Cette froideur subite refoulait l'émotion des deux jeunes filles, et Diane regrettait déjà son aveu.
—Oh! oh! continua la petite femme en suivant le cours de ses réflexions; je savais bien que vous n'étiez pas millionnaires! mais deux jours sans manger!... Ah çà! le métier ne va donc pas du tout, du tout?...
Comme Diane ne répondait point, madame Cocarde tourna les yeux vers elle et changea brusquement de visage. Sa froideur disparut pour faire place à cette douceur mielleuse et riante qu'elle savait donner à sa physionomie.
—Vous me voyez anéantie, mes beaux anges, dit-elle. Comment!... si près de moi... de moi qui vous porte un intérêt si véritable!... Mais vous ne vous souvenez donc plus de ce que je vous ai dit dans le temps?

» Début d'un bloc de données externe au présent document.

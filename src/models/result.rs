use std::collections::HashMap;
use std::time::SystemTime;

use super::{BarcodeFormat, ResultPoint};

/// Kinds of metadata a decode engine may attach to a result
#[derive(Debug, Clone, Copy, PartialEq, Eq, Hash)]
pub enum ResultMetadataType {
    /// Unspecified engine-specific value
    Other,
    /// Degrees of rotation, relative to the supplied image, at which the symbol was read
    Orientation,
    /// Raw byte segments (e.g. QR byte mode)
    ByteSegments,
    /// Error correction level as reported by the symbology
    ErrorCorrectionLevel,
    /// Number of errors corrected
    ErrorsCorrected,
    /// Issue number (PDF417 and others)
    IssueNumber,
    /// Suggested retail price extension
    SuggestedPrice,
    /// Possible country of origin (UPC/EAN)
    PossibleCountry,
    /// UPC/EAN extension payload
    UpcEanExtension,
    /// Structured append sequence number
    StructuredAppendSequence,
    /// Structured append parity
    StructuredAppendParity,
    /// AIM symbology identifier
    SymbologyIdentifier,
}

/// A metadata value
#[derive(Debug, Clone, PartialEq)]
pub enum MetadataValue {
    /// Integer value (orientation, counts, sequence numbers)
    Int(i32),
    /// Text value
    Text(String),
    /// One or more raw byte segments
    Bytes(Vec<Vec<u8>>),
}

/// A decoded symbol
#[derive(Debug, Clone, PartialEq)]
pub struct DecodeResult {
    /// Symbology the payload was read from
    pub format: BarcodeFormat,
    /// Decoded text
    pub text: String,
    /// Raw payload bytes, when the engine exposes them
    pub raw_bytes: Option<Vec<u8>>,
    /// Geometric points of interest in image coordinates
    pub result_points: Vec<ResultPoint>,
    /// Metadata keyed by kind
    pub metadata: HashMap<ResultMetadataType, MetadataValue>,
    /// When the result was created
    pub timestamp: SystemTime,
}

impl DecodeResult {
    /// Create a result with no raw bytes, points or metadata
    pub fn new(format: BarcodeFormat, text: impl Into<String>) -> Self {
        Self {
            format,
            text: text.into(),
            raw_bytes: None,
            result_points: Vec::new(),
            metadata: HashMap::new(),
            timestamp: SystemTime::now(),
        }
    }

    /// Attach raw payload bytes
    pub fn with_raw_bytes(mut self, bytes: Vec<u8>) -> Self {
        self.raw_bytes = Some(bytes);
        self
    }

    /// Attach result points
    pub fn with_points(mut self, points: Vec<ResultPoint>) -> Self {
        self.result_points = points;
        self
    }

    /// Attach one metadata entry
    pub fn with_metadata(mut self, kind: ResultMetadataType, value: MetadataValue) -> Self {
        self.metadata.insert(kind, value);
        self
    }

    /// Insert or replace a metadata entry
    pub fn put_metadata(&mut self, kind: ResultMetadataType, value: MetadataValue) {
        self.metadata.insert(kind, value);
    }

    /// Orientation in degrees, if present and integral
    pub fn orientation(&self) -> Option<i32> {
        match self.metadata.get(&ResultMetadataType::Orientation) {
            Some(MetadataValue::Int(degrees)) => Some(*degrees),
            _ => None,
        }
    }

    /// Fold the rotation applied before this result was found into its orientation.
    ///
    /// `rotations` counts 90° counterclockwise turns of the luminance source. An
    /// orientation already reported by the engine is taken as relative to the
    /// rotated frame, so the two are summed modulo 360. A non-integral
    /// orientation entry is treated as absent.
    pub fn add_rotation(&mut self, rotations: u32) {
        let applied = (rotations % 4) as i32 * 90;
        let degrees = match self.orientation() {
            Some(existing) => (existing.rem_euclid(360) + applied) % 360,
            None => applied,
        };
        self.put_metadata(ResultMetadataType::Orientation, MetadataValue::Int(degrees));
    }

    /// Shift every result point by (dx, dy)
    pub fn translate_points(&mut self, dx: f32, dy: f32) {
        for point in &mut self.result_points {
            *point = point.translate(dx, dy);
        }
    }
}

#[cfg(test)]
mod tests {
    use super::*;

    #[test]
    fn test_rotation_without_orientation() {
        let mut result = DecodeResult::new(BarcodeFormat::QrCode, "hello");
        result.add_rotation(2);
        assert_eq!(result.orientation(), Some(180));
    }

    #[test]
    fn test_rotation_zero_still_records_orientation() {
        let mut result = DecodeResult::new(BarcodeFormat::Ean13, "4006381333931");
        result.add_rotation(0);
        assert_eq!(result.orientation(), Some(0));
    }

    #[test]
    fn test_rotation_with_extreme_orientation() {
        let mut near_max = DecodeResult::new(BarcodeFormat::QrCode, "x")
            .with_metadata(ResultMetadataType::Orientation, MetadataValue::Int(i32::MAX));
        near_max.add_rotation(3);
        assert_eq!(near_max.orientation(), Some((i32::MAX % 360 + 270) % 360));

        let mut negative = DecodeResult::new(BarcodeFormat::QrCode, "x")
            .with_metadata(ResultMetadataType::Orientation, MetadataValue::Int(i32::MIN));
        negative.add_rotation(1);
        assert_eq!(negative.orientation(), Some((i32::MIN.rem_euclid(360) + 90) % 360));

        let mut below_zero = DecodeResult::new(BarcodeFormat::QrCode, "x")
            .with_metadata(ResultMetadataType::Orientation, MetadataValue::Int(-90));
        below_zero.add_rotation(2);
        assert_eq!(below_zero.orientation(), Some(90));
    }

    #[test]
    fn test_rotation_wraps_existing_orientation() {
        let mut result = DecodeResult::new(BarcodeFormat::QrCode, "hello")
            .with_metadata(ResultMetadataType::Orientation, MetadataValue::Int(270));
        result.add_rotation(3);
        assert_eq!(result.orientation(), Some(180));

        let mut engine_corrected = DecodeResult::new(BarcodeFormat::QrCode, "x")
            .with_metadata(ResultMetadataType::Orientation, MetadataValue::Int(90));
        engine_corrected.add_rotation(0);
        assert_eq!(engine_corrected.orientation(), Some(90));
    }

    #[test]
    fn test_non_integral_orientation_is_replaced() {
        let mut result = DecodeResult::new(BarcodeFormat::QrCode, "hello").with_metadata(
            ResultMetadataType::Orientation,
            MetadataValue::Text("up".to_string()),
        );
        result.add_rotation(1);
        assert_eq!(result.orientation(), Some(90));
    }

    #[test]
    fn test_translate_points() {
        let mut result = DecodeResult::new(BarcodeFormat::Code128, "abc")
            .with_points(vec![ResultPoint::new(1.0, 2.0)]);
        result.translate_points(10.0, 20.0);
        assert_eq!(result.result_points, vec![ResultPoint::new(11.0, 22.0)]);
    }
}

La voix de Diane prit un accent hautain et sévère.
—Nous avons tâché de l'oublier, madame..., répliqua-t-elle.
—Comme vous êtes ravissante ainsi, mon ange!... s'écria madame Cocarde qui la regardait avec une sincère admiration; la fierté vous sied comme à une reine!... Ah! que je voudrais jeter au feu cette petite robe qui m'impatiente et mettre à la place de la soie, du velours, des dentelles!... Ce serait si facile! et vous me remercieriez tant lorsque vous seriez devenues plus raisonnables!
Diane, le front haut, les yeux baissés, la joue en feu, était belle, en effet, belle comme l'orgueil de la pudeur.
—Nous sommes obligées de nous lever dès le matin, madame, dit-elle, et voilà qu'il est bien tard.